The Mysteries Of Laura is a case of smart cop, foolish pilot
The most confusing aspect of The Mysteries Of Laura is whether or not the show is self-aware enough to realize it’s generic to the point of absurdity. Debra Messing is Laura Diamond, a tough-as-nails cop who’s great at her job, but not great with her messy personal life. Her twin sons are a collective nightmare and her estranged husband (Josh Lucas) is an incorrigible man-child. Laura enjoys cheesecake, strong drinks, betting on sports, and busting criminals, which communicates that she’s still cool. Then, just to make sure the viewer understands that Laura Diamond is not to be trifled with, she takes care to leave every scene with a quip, or at least the semblance of one.
There are also several moments when Mysteries Of Laura pushes its heroine into a prickliness and moral ambiguity that House thrived on, but the message is confused. Laura blackmailing a teacher to get her kids into school is less than model behavior, but well motivated within the context of the pilot. On the other hand, Laura force-feeding her children cough syrup to sedate them for an interview is less understandable. The show wants to convey Laura’s commitment to getting things done, but her methods mark an alarming blindness, not determination.
This faux-coolness is the problem with much of the show’s pilot. It’s rarely clever, but there’s a pervading sense throughout that The Mysteries Of Laura thinks it’s very clever. Laura’s would-be zingers force viewers to find her funny. There’s the moment when Laura gets an emergency call, rushes off to the scene of the crime, and delivers a seething speech about how depraved it is—only to have the camera pan around and reveal that she’s busting her own children. Even if it wasn’t featured in previews for the show, this “reveal” wouldn’t be a surprise. But the episode’s unconvincing case of the week would barely register if it weren’t for the fact that its every reveal is just as thin. If we’re meant to believe that Laura Diamond is the smartest cop no one pays attention to, the crimes should challenge her by being just as smart.

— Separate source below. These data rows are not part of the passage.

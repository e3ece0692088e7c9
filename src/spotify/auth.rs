use std::future::Future;

use reqwest::Client;

use crate::{
    errors::Error,
    types::{Credentials, Token},
    warning,
};

/// Source of fresh access tokens for the paginated fetcher.
///
/// The fetcher calls [`TokenProvider::fetch_token`] whenever a request is
/// rejected with 401 Unauthorized. A token without an `access_token`
/// field counts as a failed refresh.
pub trait TokenProvider {
    fn fetch_token(&self) -> impl Future<Output = Token>;
}

impl TokenProvider for Credentials {
    fn fetch_token(&self) -> impl Future<Output = Token> {
        get_token(&self.client_id, &self.client_secret, &self.token_url)
    }
}

/// Requests an access token with the OAuth 2.0 client-credentials grant.
///
/// Sends a single form-encoded `POST` to `token_url` and returns the
/// decoded JSON body unchanged, whatever the HTTP status was. Error
/// responses therefore come back as a token without `access_token`.
///
/// # Arguments
///
/// * `client_id` - Spotify application client ID
/// * `client_secret` - Spotify application client secret
/// * `token_url` - Token endpoint, usually `https://accounts.spotify.com/api/token`
///
/// # Returns
///
/// The provider's response as a [`Token`]. On a network failure or a body
/// that is not a JSON object the error is logged and an empty token is
/// returned instead.
///
/// # Example
///
/// ```
/// let token = get_token("abc123", "def456", config::SPOTIFY_API_TOKEN_URL).await;
/// if let Some(access_token) = token.access_token() {
///     println!("Got token: {}", access_token);
/// }
/// ```
pub async fn get_token(client_id: &str, client_secret: &str, token_url: &str) -> Token {
    match request_token(client_id, client_secret, token_url).await {
        Ok(token) => token,
        Err(e) => {
            warning!("Error: {}", e);
            Token::default()
        }
    }
}

async fn request_token(
    client_id: &str,
    client_secret: &str,
    token_url: &str,
) -> Result<Token, Error> {
    let client = Client::new();
    let res = client
        .post(token_url)
        .form(&[
            ("grant_type", "client_credentials"),
            ("client_id", client_id),
            ("client_secret", client_secret),
        ])
        .send()
        .await?;

    let body = res.bytes().await?;
    let token: Token = serde_json::from_slice(&body)?;

    Ok(token)
}
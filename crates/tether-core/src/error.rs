//! Error taxonomy shared by every Tether crate.
//!
//! Contract errors are raised synchronously to the immediate caller and are
//! never swallowed. Malformed inbound data is not an error at this level: the
//! inbound boundary logs and drops it, and a missing reply surfaces as an
//! empty result rather than an `Err`.

/// Errors surfaced to callers of the messaging API.
#[derive(Debug, thiserror::Error)]
pub enum Error {
    /// A message was constructed with an empty path or sender.
    #[error("invalid message: {0}")]
    InvalidMessage(String),

    /// `respond()` was called on a message that was never received through a connector.
    #[error("message has no response handler bound")]
    NoResponseHandler,

    /// A connector with a different hostname was added to a manager.
    #[error("inconsistent hostname: manager is {expected:?}, connector reports {found:?}")]
    InconsistentHostname { expected: String, found: String },

    /// A send was attempted on a manager with zero connectors.
    #[error("no connectors registered")]
    NoConnectors,

    /// The peer or link behind a send is gone.
    #[error("client disconnected: {0}")]
    ClientDisconnected(String),

    /// A timeout was negative or not a finite number of seconds.
    #[error("invalid timeout: {0}s")]
    InvalidTimeout(f64),

    /// The underlying transport rejected an outbound frame.
    #[error("transport error: {0}")]
    Transport(String),

    #[error("i/o error: {0}")]
    Io(#[from] std::io::Error),

    #[error("json error: {0}")]
    Json(#[from] serde_json::Error),
}

pub type Result<T> = std::result::Result<T, Error>;

#[cfg(test)]
mod tests {
    use super::*;

    #[test]
    fn inconsistent_hostname_names_both_sides() {
        let err = Error::InconsistentHostname {
            expected: "hub".into(),
            found: "attic".into(),
        };
        let text = err.to_string();
        assert!(text.contains("\"hub\""));
        assert!(text.contains("\"attic\""));
    }

    #[test]
    fn io_errors_convert() {
        let io = std::io::Error::new(std::io::ErrorKind::BrokenPipe, "pipe");
        let err: Error = io.into();
        assert!(matches!(err, Error::Io(_)));
    }
}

As for the “personal life” side of the equation, Laura’s rambunctious kids are nothing compared to her husband, Jake. Beginning their story at the point when Laura’s just trying to get Jake to sign the divorce papers means we don’t get to see their relationship when it was good, and so his aggressive thoughtlessness after the fact hardly endears him to the audience. Sure, Jake cheated, but he claims it’s “out of my system now,” so why can’t Laura just get past it? It’s clear that Jake is supposed to read as a flawed but affectionate partner—and it’s just as clear that his smarm trips him up.
But for someone who’s trying to keep his marriage together, Jake is awfully cavalier about being terrible to his wife. He rubs his higher work status in her face. He shrugs off Laura’s concern throughout the pilot with grins and forced kisses from which she physically recoils. Nothing about Jake’s aggressive negligence toward their kids or Laura herself is appealing. “Rough around the edges” is one thing—willfully careless is quite another.
There will always be a glut of police procedurals on television, just as there will always be on-screen women who are just trying to have it all. The Mysteries Of Laura does nothing to reinvent the wheel on either of these counts, nor does it have to. NBC is always in search of a dependable hit, and the evidence shows that The Mysteries Of Laura is exactly the right kind of bland whose dependable ratings could help it fly under the radar for years. The show would do well, however, to at least aim for the allusion of something fresh: There have been a thousand iterations on this genre and these themes, and a procedural in 2014 ought to come up with a more compelling piece of murder-motivating technology than a smartphone “with unprecedented reception.”
The Mysteries Of Laura doesn’t have to be revolutionary. At the very least, though, it should give Debra Messing something to say that can’t be boiled down to this facile mission statement: “I’m just a mother with a shiny badge, a loaded gun, and very little patience.”